おわりに

 「このたびの旅」は最初にすでに書いたように、久しぶりの海外ドライヴと「アンネ・フランクの家」訪問とオランダ・ベルギーの著名美術館訪問、特にデン・ハーグ/マウリッツ・ハウスのフェルメール:「真珠のイアリングの少女」との再会、それにシーボルトのライデン大学訪問と期間が短い割には、多岐多彩で中身が詰まっていた。そのため、たいへん慌ただしい旅であったし、予期せぬ出来事がいくつも起こり、慌てたり困ったりと、スリリングとも言える旅でもあった。

 従って見残した、見落とした物も多い。例えば、「フランス・ハルス美術館」やルクセンブルグの国立歴史・美術博物館、温泉の語源になったベルギーのスパやF1レースで有名なスパ・フランコルシャン・サーキット、ベルギーの「京都」ともいえる古都ブルージュ訪問などなど・・、今思い出しても残念なものも多い。それでも今回の旅では、多くの美術館、聖堂・教会で絵画や彫刻類を見ることが出来たことは大いに収穫であった。

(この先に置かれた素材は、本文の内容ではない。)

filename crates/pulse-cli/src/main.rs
mod cli;

fn main() {
    if let Err(e) = cli::run() {
        eprintln!("{e:#}"); // pretty anyhow chain
        std::process::exit(1);
    }
}
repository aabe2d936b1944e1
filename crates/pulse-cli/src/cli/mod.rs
//! CLI entry and dispatch.

use std::path::PathBuf;

use anyhow::{Context, Result};
use clap::Parser;
use pulse_core::config::{self, Config};
use pulse_core::interrupt;

mod commands;

#[derive(Parser)]
#[command(name = "pulse")]
#[command(version)]
#[command(about = "Mock social feed for the terminal")]
struct Cli {
    #[command(subcommand)]
    command: Option<Commands>,

    /// Config file to use (default: $PULSE_HOME/config.toml)
    #[arg(long, global = true, value_name = "PATH")]
    config: Option<PathBuf>,

    /// Override the sample feed load delay in milliseconds
    #[arg(long, value_name = "MS")]
    delay_ms: Option<u64>,
}

#[derive(clap::Subcommand)]
enum Commands {
    /// Inspect configuration
    Config {
        #[command(subcommand)]
        command: ConfigCommands,
    },
}

#[derive(clap::Subcommand)]
enum ConfigCommands {
    /// Show the path to the config file
    Path,
    /// Print the effective configuration as TOML
    Show,
}

pub fn run() -> Result<()> {
    let cli = Cli::parse();
    let config_path = cli.config.clone().unwrap_or_else(config::paths::config_path);

    match cli.command {
        Some(Commands::Config { command }) => match command {
            ConfigCommands::Path => {
                commands::config::path(&config_path);
                Ok(())
            }
            ConfigCommands::Show => commands::config::show(&config_path),
        },
        None => {
            let mut config = Config::load_from(&config_path).context("load config")?;
            if let Some(ms) = cli.delay_ms {
                config.feed.load_delay_ms = ms;
            }
            run_tui(&config)
        }
    }
}

fn run_tui(config: &Config) -> Result<()> {
    let _log_guard = pulse_core::logging::init(&config::paths::log_dir());
    interrupt::init()?;

    // one tokio runtime for the page loads; the event loop itself is sync
    let rt = tokio::runtime::Runtime::new().context("create tokio runtime")?;
    let _enter = rt.enter();
    commands::feed::run(config)
}
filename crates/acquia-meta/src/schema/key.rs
//! Saved Acquia API keys

use crate::Result;
use acquia_fs::{ConfigStore, Format, NormalizedPath};
use serde::{Deserialize, Serialize};
use std::collections::BTreeMap;

/// An API client credential pair
#[derive(Debug, Clone, Default, PartialEq, Eq, Serialize, Deserialize)]
pub struct AcquiaKey {
    #[serde(default)]
    pub label: String,

    /// Client ID; filled from the map key when read from a cache file
    #[serde(default)]
    pub key: String,

    #[serde(default)]
    pub secret: String,

    #[serde(default)]
    pub uuid: String,
}

impl AcquiaKey {
    /// `key:secret`, the value a key chooser answers with
    pub fn combined(&self) -> String {
        format!("{}:{}", self.key, self.secret)
    }
}

/// `cloud_api.conf` as written by the Acquia CLI
#[derive(Debug, Clone, Default, PartialEq, Serialize, Deserialize)]
pub struct KeyCache {
    #[serde(default)]
    pub keys: BTreeMap<String, AcquiaKey>,

    /// UUID of the key currently in use
    #[serde(default, skip_serializing_if = "Option::is_none")]
    pub acli_key: Option<String>,
}

impl KeyCache {
    /// Load a cache file; a missing file is an empty cache.
    pub fn load(path: &NormalizedPath) -> Result<Self> {
        if !path.is_file() {
            tracing::debug!(path = %path, "No key cache");
            return Ok(Self::default());
        }
        Ok(ConfigStore::new().load_as(path, Format::Json)?)
    }

    /// Keys in map order, each stamped with its map key as `key`.
    pub fn into_keys(self) -> Vec<AcquiaKey> {
        self.keys
            .into_iter()
            .map(|(id, mut record)| {
                record.key = id;
                record
            })
            .collect()
    }

    /// The key whose `uuid` matches `acli_key`.
    pub fn active(&self) -> Option<AcquiaKey> {
        let active = self.acli_key.as_deref()?;
        self.keys
            .iter()
            .find(|(_, record)| record.uuid == active)
            .map(|(id, record)| AcquiaKey {
                key: id.clone(),
                ..record.clone()
            })
    }
}
//! Defaults registry
//!
//! Static fragments the recipe starts from. Recipe option defaults are
//! returned as JSON so they can be layered under user options with
//! [`crate::merge::merge_layers`] before being read into a typed struct.

use crate::schema::{ToolingDefinition, ToolingOption};
use serde_json::{Value, json};
use std::collections::BTreeMap;

/// Drush installed when nothing else is requested
pub const DRUSH8: &str = "8.4.10";

/// Drush installed for the oldest supported PHP
pub const DRUSH7: &str = "7.4.0";

/// PHP version that still needs drush 7
pub const LEGACY_PHP: &str = "5.3";

/// Domain used for proxy hostnames when the host does not configure one
pub const DEFAULT_DOMAIN: &str = "lndo.site";

/// Option defaults of the base recipe
pub fn base_recipe() -> Value {
    json!({
        "build": [],
        "composer": {},
        "config": {},
        "database": "mysql",
        "default_files": {"php": "php.ini"},
        "php": "7.2",
        "tooling": {"drush": {"service": "appserver"}},
        "via": "apache",
        "webroot": ".",
        "xdebug": false,
        "proxy": {},
        "drush_uri": null
    })
}

/// Option defaults of the Acquia recipe, layered over [`base_recipe`]
pub fn acquia_recipe() -> Value {
    json!({
        "cache": true,
        "composer_version": "2",
        "default_files": {},
        "database": "mysql:5.7",
        "drush": DRUSH8,
        "inbox": true,
        "php": "8.3",
        "services": {"appserver": {
            "build": [],
            "overrides": {"volumes": [], "environment": {}}
        }},
        "proxy": {}
    })
}

fn host_option() -> ToolingOption {
    ToolingOption::described("The database service to use")
        .with_default("database")
        .with_alias("h")
}

/// Commands every recipe exposes regardless of database
pub fn tooling_defaults() -> BTreeMap<String, ToolingDefinition> {
    let mut tooling = BTreeMap::new();

    tooling.insert(
        "composer".to_string(),
        ToolingDefinition::new("appserver", "composer --ansi"),
    );
    tooling.insert(
        "db-import <file>".to_string(),
        ToolingDefinition::new(":host", "/helpers/sql-import.sh")
            .with_description("Imports a dump file into a database service")
            .with_user("root")
            .with_option("host", host_option())
            .with_option(
                "no-wipe",
                ToolingOption::described("Do not destroy the existing database before an import")
                    .boolean(),
            ),
    );
    tooling.insert(
        "db-export [file]".to_string(),
        ToolingDefinition::new(":host", "/helpers/sql-export.sh")
            .with_description("Exports database from a database service to a file")
            .with_user("root")
            .with_option("host", host_option())
            .with_option("stdout", ToolingOption::described("Dump database to stdout")),
    );
    tooling.insert("php".to_string(), ToolingDefinition::new("appserver", "php"));

    tooling
}

pub fn mysql_cli() -> ToolingDefinition {
    ToolingDefinition::new(":host", "mysql -uroot")
        .with_description("Drops into a MySQL shell on a database service")
        .with_option("host", host_option())
}

pub fn postgres_cli() -> ToolingDefinition {
    ToolingDefinition::new(":host", "psql -Upostgres")
        .with_description("Drops into a psql shell on a database service")
        .with_user("root")
        .with_option("host", host_option())
}

pub fn mongo_cli() -> ToolingDefinition {
    ToolingDefinition {
        service: Some("database".to_string()),
        description: Some("Drop into the mongo shell".to_string()),
        ..Default::default()
    }
}
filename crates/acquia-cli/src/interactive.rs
//! Interactive prompts for the pull/push flows
//!
//! Uses dialoguer for terminal-based selection and input.

use acquia_core::{Error, Prompter, Result};
use acquia_meta::Choice;
use dialoguer::{Input, Password, Select};

fn prompt_error(err: dialoguer::Error) -> Error {
    Error::Prompt(err.to_string())
}

/// [`Prompter`] backed by the terminal
#[derive(Debug, Default)]
pub struct TerminalPrompter;

impl Prompter for TerminalPrompter {
    fn select(&mut self, message: &str, choices: &[Choice], default: Option<usize>) -> Result<String> {
        if choices.is_empty() {
            return Err(Error::Prompt(format!("Nothing to choose for \"{message}\"")));
        }
        let names: Vec<&str> = choices.iter().map(|c| c.name.as_str()).collect();

        let idx = Select::new()
            .with_prompt(message)
            .items(&names)
            .default(default.unwrap_or(0))
            .interact()
            .map_err(prompt_error)?;

        Ok(choices[idx].value.clone())
    }

    fn input(&mut self, message: &str, default: Option<&str>) -> Result<String> {
        let mut input = Input::<String>::new().with_prompt(message);
        if let Some(default) = default {
            input = input.default(default.to_string());
        }
        input.interact_text().map_err(prompt_error)
    }

    fn password(&mut self, message: &str) -> Result<String> {
        Password::new()
            .with_prompt(message)
            .interact()
            .map_err(prompt_error)
    }
}
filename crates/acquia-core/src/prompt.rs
//! Prompt answers and visibility rules
//!
//! [`Answers`] is an immutable record: recording an answer returns a new
//! record. Whether a prompt is shown is decided by [`is_shown`] from its
//! [`PromptCondition`] and the answers so far.

use crate::credentials::MORE_KEYS;
use acquia_meta::{Choice, PromptCondition, PromptSpec, ToolingOption};
use std::collections::BTreeMap;

#[derive(Debug, Clone, Default, PartialEq, Eq)]
pub struct Answers {
    values: BTreeMap<String, String>,
    needs_secret_entry: bool,
}

impl Answers {
    pub fn new() -> Self {
        Self::default()
    }

    pub fn get(&self, name: &str) -> Option<&str> {
        self.values.get(name).map(String::as_str)
    }

    pub fn key(&self) -> Option<&str> {
        self.get("key")
    }

    pub fn secret(&self) -> Option<&str> {
        self.get("secret")
    }

    /// Manual key entry followed choosing `more`, so a secret is still owed.
    pub fn needs_secret_entry(&self) -> bool {
        self.needs_secret_entry
    }

    /// A new record with `name` answered.
    pub fn with(&self, name: &str, value: impl Into<String>) -> Self {
        let mut next = self.clone();
        if name == "key" && self.key() == Some(MORE_KEYS) {
            next.needs_secret_entry = true;
        }
        next.values.insert(name.to_string(), value.into());
        next
    }

    /// A new record with a combined `key:secret` answer split in two.
    pub fn split_credentials(&self) -> Self {
        let Some((key, secret)) = self.key().and_then(split_key_secret) else {
            return self.clone();
        };
        let mut next = self.clone();
        next.values.insert("key".to_string(), key.to_string());
        next.values.insert("secret".to_string(), secret.to_string());
        next
    }

    pub fn iter(&self) -> impl Iterator<Item = (&str, &str)> {
        self.values.iter().map(|(k, v)| (k.as_str(), v.as_str()))
    }
}

impl<K: Into<String>, V: Into<String>> FromIterator<(K, V)> for Answers {
    fn from_iter<I: IntoIterator<Item = (K, V)>>(iter: I) -> Self {
        Self {
            values: iter.into_iter().map(|(k, v)| (k.into(), v.into())).collect(),
            needs_secret_entry: false,
        }
    }
}

/// Split `key:secret`; anything but exactly two parts is not a pair.
pub fn split_key_secret(value: &str) -> Option<(&str, &str)> {
    let mut parts = value.split(':');
    match (parts.next(), parts.next(), parts.next()) {
        (Some(key), Some(secret), None) => Some((key, secret)),
        _ => None,
    }
}

/// Evaluate a visibility rule.
pub fn condition_met(condition: PromptCondition, answers: &Answers, has_saved_keys: bool) -> bool {
    match condition {
        PromptCondition::Always => true,
        PromptCondition::Never => false,
        PromptCondition::HasSavedKeys => has_saved_keys,
        PromptCondition::KeyEntryNeeded => !has_saved_keys || answers.key() == Some(MORE_KEYS),
        PromptCondition::SecretNeeded => {
            answers.needs_secret_entry()
                || answers.key().is_none_or(|key| !key.contains(':'))
        }
    }
}

pub fn is_shown(spec: &PromptSpec, answers: &Answers, has_saved_keys: bool) -> bool {
    condition_met(spec.when, answers, has_saved_keys)
}

/// Name the answer is stored under.
pub fn answer_name<'a>(option: &'a str, spec: &'a PromptSpec) -> &'a str {
    spec.name.as_deref().unwrap_or(option)
}

/// Interactive options in prompt order (by weight, then name).
pub fn ordered_prompts(
    options: &BTreeMap<String, ToolingOption>,
) -> Vec<(&str, &PromptSpec)> {
    let mut prompts: Vec<(&str, &PromptSpec)> = options
        .iter()
        .filter_map(|(name, option)| option.interactive.as_ref().map(|p| (name.as_str(), p)))
        .collect();
    prompts.sort_by_key(|(name, spec)| (spec.weight.unwrap_or(u32::MAX), *name));
    prompts
}

/// Position of `value` among `choices`.
pub fn choice_index(choices: &[Choice], value: &str) -> Option<usize> {
    choices.iter().position(|c| c.value == value)
}

#[cfg(test)]
mod tests {
    use super::*;
    use rstest::rstest;

    #[rstest]
    #[case("k:s", Some(("k", "s")))]
    #[case("k", None)]
    #[case("a:b:c", None)]
    #[case(":", Some(("", "")))]
    fn test_split_key_secret(#[case] input: &str, #[case] expected: Option<(&str, &str)>) {
        assert_eq!(split_key_secret(input), expected);
    }

    #[test]
    fn test_answers_are_immutable() {
        let first = Answers::new();
        let second = first.with("code", "dev");
        assert!(first.get("code").is_none());
        assert_eq!(second.get("code"), Some("dev"));
    }

    #[test]
    fn test_split_credentials() {
        let answers = Answers::new().with("key", "abc:xyz").split_credentials();
        assert_eq!(answers.key(), Some("abc"));
        assert_eq!(answers.secret(), Some("xyz"));
    }

    #[test]
    fn test_split_leaves_partial_key() {
        let answers = Answers::new().with("key", "abc").split_credentials();
        assert_eq!(answers.key(), Some("abc"));
        assert!(answers.secret().is_none());
    }

    #[test]
    fn test_key_entry_after_more_needs_secret() {
        let answers = Answers::new().with("key", "more");
        assert!(condition_met(PromptCondition::KeyEntryNeeded, &answers, true));

        let answers = answers.with("key", "new-id");
        assert!(answers.needs_secret_entry());
        assert!(condition_met(PromptCondition::SecretNeeded, &answers, true));
    }

    #[test]
    fn test_chosen_pair_skips_secret() {
        let answers = Answers::new().with("key", "k1:s1");
        assert!(!condition_met(PromptCondition::KeyEntryNeeded, &answers, true));
        assert!(!condition_met(PromptCondition::SecretNeeded, &answers, true));
    }

    #[test]
    fn test_no_saved_keys() {
        let answers = Answers::new();
        assert!(!condition_met(PromptCondition::HasSavedKeys, &answers, false));
        assert!(condition_met(PromptCondition::KeyEntryNeeded, &answers, false));
        assert!(condition_met(PromptCondition::SecretNeeded, &answers, false));
    }

    #[test]
    fn test_ordered_prompts() {
        use acquia_meta::PromptKind;

        let mut options = BTreeMap::new();
        options.insert(
            "code".to_string(),
            ToolingOption::default().with_prompt(PromptSpec::new(PromptKind::List, "c").weight(200)),
        );
        options.insert(
            "key".to_string(),
            ToolingOption::default().with_prompt(PromptSpec::new(PromptKind::List, "k").weight(100)),
        );
        options.insert("plain".to_string(), ToolingOption::described("no prompt"));

        let names: Vec<&str> = ordered_prompts(&options).into_iter().map(|(n, _)| n).collect();
        assert_eq!(names, vec!["key", "code"]);
    }
}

 旅の中でヒントになったことや考えさせられたことも多い。人家や道路そばに野鳥の巣が出来る都市計画など彼らの自然との関わり方もなかなか良い。文中で書いたように、海面下の土地が多いオランダでは、必然的に水との繋がりが切れない。カヌー、ボート、ヨットは生活の一部となっているし、平地ばかりのこの土地では自転車を利用する者が多く、結果的にスローライフ志向と環境保護、自然保護に繋がっている。未だにアメリカが調印しない「京都議定書」問題は、いずれ海面下のこの国の暗い将来を招くのである。彼らがヨーロッパでいちばん「環境コンシャス」であって当然である。

 こういう先進性を持つオランダだが、観光客誘致に熱心な割に、ホテルについては大いに問題がある。絶対数が少ないという問題の他に、文中でも書いたが、「ホテルによっては非常口が無い・使えない」という事柄は、ホテル自体が知っていてやっているし、帰国後その点を指摘しようと「オランダ政府観光局(在日本オランダ大使館内)」にメールを出したが、返事ひとつなく半月以上たった今でも無視されつづけている。いずれの国でも、その国の観光局は観光客誘致には熱心だが、いったん不都合な問題があると無視したり知らぬ顔をするものらしい。お陰で、この国に対しての印象がかなり悪くなった。

 そうは言っても、全体的には有意義な旅であったし、写真も800枚を越える枚数が撮影できた。改めてデジカメのメリットが確認できた。私のように展覧会やコンクール出品を全く考えず、HP用の写真だけに特化している者には、サイズさえ落とせば心置きなくたくさんの枚数が撮れるのである。これは35mmフィルムの時代には考えられなかったことである。何より、現像料+同時プリント代が倹約できるのは素晴らしいことである。

 このHPをご覧になっている方は、「海外の旅」に多少とも興味関心がある方であろうから、未訪問の国や場所の写真や説明を見ていただいて、なにがしかの旅の参考になることができれば、私としては望外の喜びである。また、すでにこの辺りを旅行された方で、疑義や誤りを見つけられた方は、忌憚無くご意見をお寄せいただきたい。「海外の旅」で「同好の士」と意見・情報交換することは、喜びでもある。